▶ Action item
Using the data beneath this instruction, retype only the lines from the one that contains "manager.update_current_position(100).unwrap();" down to the one that contains "manager.append(&[1; 1024], true).unwrap();", both included, exactly as they appear.

▶ Supplied material

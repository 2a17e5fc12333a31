//! # 块分配器层
//!
//! 设备只能在写指针处追加，而上层需要按字节随机读写。
//! [`BlockManager`] 维护全局唯一的写指针，负责：
//!
//! - 追加：在写指针处分配空间，必要时对未对齐的块“读-改-写”；
//! - 随机读：读出覆盖请求区间的整块，只拷出需要的字节；
//! - 原地写：按首尾是否对齐分四种情况合并边界块，恰好一次设备写。
//!
//! 日志从不回收。写指针只会前进，唯一的例外是 [`BlockManager::reappend`]
//! 中对日志末尾记录的回退。

use alloc::sync::Arc;
use alloc::vec;

use spin::RwLock;
use zoned_dev::ZonedDevice;

use crate::{Config, Error, Result};

/// 日志的写指针：下一个空闲字节的偏移
#[derive(Debug)]
pub struct WritePointer {
    position: u64,
}

pub struct BlockManager {
    device: Arc<dyn ZonedDevice>,
    lba_size: usize,
    capacity: u64,
    /// 设备开头的预留区域大小（字节）
    imap_size: u64,
    wp: RwLock<WritePointer>,
}

impl BlockManager {
    pub fn new(device: Arc<dyn ZonedDevice>, config: &Config) -> Result<Self> {
        let lba_size = device.lba_size();
        let capacity = device.capacity();

        if lba_size == 0 {
            return Err(Error::InvalidConfig("LBA size is zero"));
        }
        if capacity % lba_size as u64 != 0 {
            return Err(Error::InvalidConfig("capacity is not a multiple of the LBA size"));
        }
        let imap_size = config
            .imap_reserved_blocks
            .checked_mul(lba_size as u64)
            .filter(|&size| size < capacity)
            .ok_or(Error::InvalidConfig("reserved region covers the whole device"))?;

        log::debug!("block manager: lba_size={lba_size} capacity={capacity:#x} reserved={imap_size:#x}");

        Ok(Self {
            device,
            lba_size,
            capacity,
            imap_size,
            // 写指针从预留区域之后开始
            wp: RwLock::new(WritePointer {
                position: imap_size,
            }),
        })
    }

    /// 在写指针处追加`buf`，返回实际使用的起始地址。
    ///
    /// `advance`为真时写指针前进到记录末尾所在块的边界；
    /// 为假时数据照写，但不占用空间。
    pub fn append(&self, buf: &[u8], advance: bool) -> Result<u64> {
        let mut wp = self.wp.write();
        self.append_locked(&mut wp, buf, advance)
    }

    /// 回退后追加，在同一个临界区内完成。
    ///
    /// `reclaim`给出被取代记录的位置与长度：若它正好是日志末尾的记录，
    /// 写指针先回退到它的起点，新数据覆盖其上；否则直接追加到末尾。
    pub fn reappend(&self, reclaim: Option<(u64, usize)>, buf: &[u8]) -> Result<u64> {
        let mut wp = self.wp.write();
        let saved = wp.position;

        if let Some((lba, len)) = reclaim {
            if lba >= self.imap_size && self.round_up(lba + len as u64) == wp.position {
                log::trace!("retract write pointer {:#x} -> {lba:#x}", wp.position);
                wp.position = lba;
            } else {
                log::debug!("record at {lba:#x} is not the log tail, appending instead");
            }
        }

        match self.append_locked(&mut wp, buf, true) {
            Ok(lba) => Ok(lba),
            Err(err) => {
                wp.position = saved;
                Err(err)
            }
        }
    }

    /// 从`addr`读出`buf.len()`字节，不影响写指针
    pub fn read(&self, addr: u64, buf: &mut [u8]) -> Result<()> {
        if buf.is_empty() {
            return Ok(());
        }

        let base = self.round_down(addr);
        let head = (addr - base) as usize;

        // 首尾都对齐时直接读入
        if head == 0 && buf.len() % self.lba_size == 0 {
            return Ok(self.device.read(addr, buf)?);
        }

        let end = addr + buf.len() as u64;
        let mut blocks = vec![0; (self.round_up(end) - base) as usize];
        self.device.read(base, &mut blocks)?;
        buf.copy_from_slice(&blocks[head..head + buf.len()]);

        Ok(())
    }

    /// 原地覆盖已分配的区间。
    ///
    /// 边界块中不属于请求区间的字节保持不变。
    pub fn write(&self, addr: u64, buf: &[u8]) -> Result<()> {
        if buf.is_empty() {
            return Ok(());
        }

        let lba_size = self.lba_size;
        let base = self.round_down(addr);
        // 首块内请求前面的字节数
        let head = (addr - base) as usize;
        let end = addr + buf.len() as u64;
        let tail_base = self.round_down(end);
        // 末块内属于请求的字节数，为0表示结束于块边界
        let tail = (end - tail_base) as usize;

        match (head == 0, tail == 0) {
            // 首尾对齐
            (true, true) => self.device.write(addr, buf)?,
            // 首对齐，尾部跨入下一块
            (true, false) => {
                let mut blocks = vec![0; (tail_base - base) as usize + lba_size];
                let len = blocks.len();
                self.device.read(tail_base, &mut blocks[len - lba_size..])?;
                blocks[..buf.len()].copy_from_slice(buf);
                self.device.write(base, &blocks)?;
            }
            // 首未对齐，尾部结束于块边界
            (false, true) => {
                let mut blocks = vec![0; (end - base) as usize];
                self.device.read(base, &mut blocks[..lba_size])?;
                blocks[head..].copy_from_slice(buf);
                self.device.write(base, &blocks)?;
            }
            // 首尾都未对齐，两个边界块可能是同一块
            (false, false) => {
                let mut blocks = vec![0; (tail_base - base) as usize + lba_size];
                let len = blocks.len();
                self.device.read(base, &mut blocks[..lba_size])?;
                if tail_base != base {
                    self.device.read(tail_base, &mut blocks[len - lba_size..])?;
                }
                blocks[head..head + buf.len()].copy_from_slice(buf);
                self.device.write(base, &blocks)?;
            }
        }

        Ok(())
    }

    #[inline]
    pub fn current_position(&self) -> u64 {
        self.wp.read().position
    }

    /// 直接设置写指针。
    ///
    /// 写指针可以等于容量，表示设备已写满，之后的追加都会失败；
    /// 追加恰好写到设备末尾时写指针也停在这里。超过容量的地址被拒绝。
    pub fn update_current_position(&self, addr: u64) -> Result<()> {
        if addr > self.capacity {
            return Err(Error::OutOfSpace {
                offset: addr,
                len: 0,
                capacity: self.capacity,
            });
        }
        self.wp.write().position = addr;
        Ok(())
    }

    #[inline]
    pub fn lba_size(&self) -> usize {
        self.lba_size
    }

    #[inline]
    pub fn capacity(&self) -> u64 {
        self.capacity
    }

    /// 预留区域的大小，也是日志的起点
    #[inline]
    pub fn reserved_region(&self) -> u64 {
        self.imap_size
    }

    /// 容纳`len`字节需要多少块
    #[inline]
    pub fn blocks_for(&self, len: usize) -> u32 {
        len.div_ceil(self.lba_size) as u32
    }
}

impl BlockManager {
    fn append_locked(&self, wp: &mut WritePointer, buf: &[u8], advance: bool) -> Result<u64> {
        let offset = wp.position;
        if buf.is_empty() {
            return Ok(offset);
        }

        let end = offset + buf.len() as u64;
        if end > self.capacity {
            return Err(Error::OutOfSpace {
                offset,
                len: buf.len(),
                capacity: self.capacity,
            });
        }

        let base = self.round_down(offset);
        let head = (offset - base) as usize;
        let padded_end = self.round_up(end);
        let mut blocks = vec![0; (padded_end - base) as usize];

        if head != 0 {
            // 写指针落在块中间，先读出该块以保留前面的数据
            self.device.read(base, &mut blocks[..self.lba_size])?;
        }
        blocks[head..head + buf.len()].copy_from_slice(buf);
        self.device.write(base, &blocks)?;

        if advance {
            wp.position = padded_end;
        }
        log::trace!("append {} bytes at {offset:#x}, wp={:#x}", buf.len(), wp.position);

        Ok(offset)
    }

    #[inline]
    fn round_down(&self, addr: u64) -> u64 {
        addr - addr % self.lba_size as u64
    }

    #[inline]
    fn round_up(&self, addr: u64) -> u64 {
        addr.next_multiple_of(self.lba_size as u64)
    }
}

#[cfg(test)]
mod tests {
    use zoned_dev::{IoStats, MemZone};

    use super::*;

    fn manager(lba_size: usize, nblocks: usize) -> (Arc<MemZone>, BlockManager) {
        let zone = Arc::new(MemZone::new(lba_size, nblocks));
        let manager = BlockManager::new(zone.clone(), &Config::default()).unwrap();
        (zone, manager)
    }

    #[test]
    fn rejects_bad_geometry() {
        let zone = Arc::new(MemZone::new(512, 4));
        assert!(matches!(
            BlockManager::new(zone, &Config::default().imap_reserved(4)),
            Err(Error::InvalidConfig(_))
        ));
    }

    #[test]
    fn reserved_region_is_skipped() {
        let zone = Arc::new(MemZone::new(512, 8));
        let manager = BlockManager::new(zone, &Config::default().imap_reserved(2)).unwrap();
        assert_eq!(1024, manager.reserved_region());
        assert_eq!(1024, manager.append(&[1; 10], true).unwrap());
    }

    #[test]
    fn unaligned_append_keeps_block_prefix() {
        let (zone, manager) = manager(512, 8);
        manager.append(&[7; 512], true).unwrap();
        manager.update_current_position(100).unwrap();

        assert_eq!(100, manager.append(&[9; 600], true).unwrap());
        // 读出原块 + 一次写回
        assert_eq!(IoStats { reads: 1, writes: 2 }, zone.stats());
        assert_eq!(1024, manager.current_position());

        let mut buf = [0; 700];
        manager.read(0, &mut buf).unwrap();
        assert!(buf[..100].iter().all(|&b| b == 7));
        assert!(buf[100..].iter().all(|&b| b == 9));
    }

    #[test]
    fn append_without_advance() {
        let (_zone, manager) = manager(512, 4);
        assert_eq!(0, manager.append(&[3; 20], false).unwrap());
        assert_eq!(0, manager.current_position());
    }

    #[test]
    fn out_of_space() {
        let (zone, manager) = manager(512, 2);
        manager.append(&[0; 600], true).unwrap();
        assert_eq!(
            Err(Error::OutOfSpace {
                offset: 1024,
                len: 1,
                capacity: 1024
            }),
            manager.append(&[0; 1], true)
        );
        assert_eq!(1, zone.stats().writes);
    }

    #[test]
    fn write_pointer_may_rest_at_device_end() {
        let (_zone, manager) = manager(512, 2);
        manager.append(&[1; 1024], true).unwrap();
        assert_eq!(manager.capacity(), manager.current_position());

        manager.update_current_position(512).unwrap();
        manager.update_current_position(1024).unwrap();
        assert!(matches!(manager.append(&[0; 1], true), Err(Error::OutOfSpace { .. })));
        assert_eq!(
            Err(Error::OutOfSpace {
                offset: 1025,
                len: 0,
                capacity: 1024
            }),
            manager.update_current_position(1025)
        );
        assert_eq!(1024, manager.current_position());
    }

    #[test]
    fn reappend_retracts_only_the_tail() {
        let (_zone, manager) = manager(512, 16);
        let first = manager.append(&[1; 300], true).unwrap();
        let rewritten = manager.reappend(Some((first, 300)), &[2; 300]).unwrap();
        assert_eq!(first, rewritten);
        assert_eq!(512, manager.current_position());

        let other = manager.append(&[3; 10], true).unwrap();
        // 末尾已经不是它了
        let moved = manager.reappend(Some((first, 300)), &[4; 300]).unwrap();
        assert_eq!(other + 512, moved);

        let mut buf = [0; 10];
        manager.read(other, &mut buf).unwrap();
        assert_eq!([3; 10], buf);
    }

    #[test]
    fn device_errors_propagate() {
        let (zone, manager) = manager(512, 4);
        zone.set_faulty(true);
        assert_eq!(
            Err(Error::Device(zoned_dev::DeviceError::Io(-5))),
            manager.append(&[0; 8], true)
        );
        assert_eq!(0, manager.current_position());
    }
}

▶ Exercise answer
        manager.update_current_position(100).unwrap();

        assert_eq!(100, manager.append(&[9; 600], true).unwrap());
        // 读出原块 + 一次写回
        assert_eq!(IoStats { reads: 1, writes: 2 }, zone.stats());
        assert_eq!(1024, manager.current_position());

        let mut buf = [0; 700];
        manager.read(0, &mut buf).unwrap();
        assert!(buf[..100].iter().all(|&b| b == 7));
        assert!(buf[100..].iter().all(|&b| b == 9));
    }

    #[test]
    fn append_without_advance() {
        let (_zone, manager) = manager(512, 4);
        assert_eq!(0, manager.append(&[3; 20], false).unwrap());
        assert_eq!(0, manager.current_position());
    }

    #[test]
    fn out_of_space() {
        let (zone, manager) = manager(512, 2);
        manager.append(&[0; 600], true).unwrap();
        assert_eq!(
            Err(Error::OutOfSpace {
                offset: 1024,
                len: 1,
                capacity: 1024
            }),
            manager.append(&[0; 1], true)
        );
        assert_eq!(1, zone.stats().writes);
    }

    #[test]
    fn write_pointer_may_rest_at_device_end() {
        let (_zone, manager) = manager(512, 2);
        manager.append(&[1; 1024], true).unwrap();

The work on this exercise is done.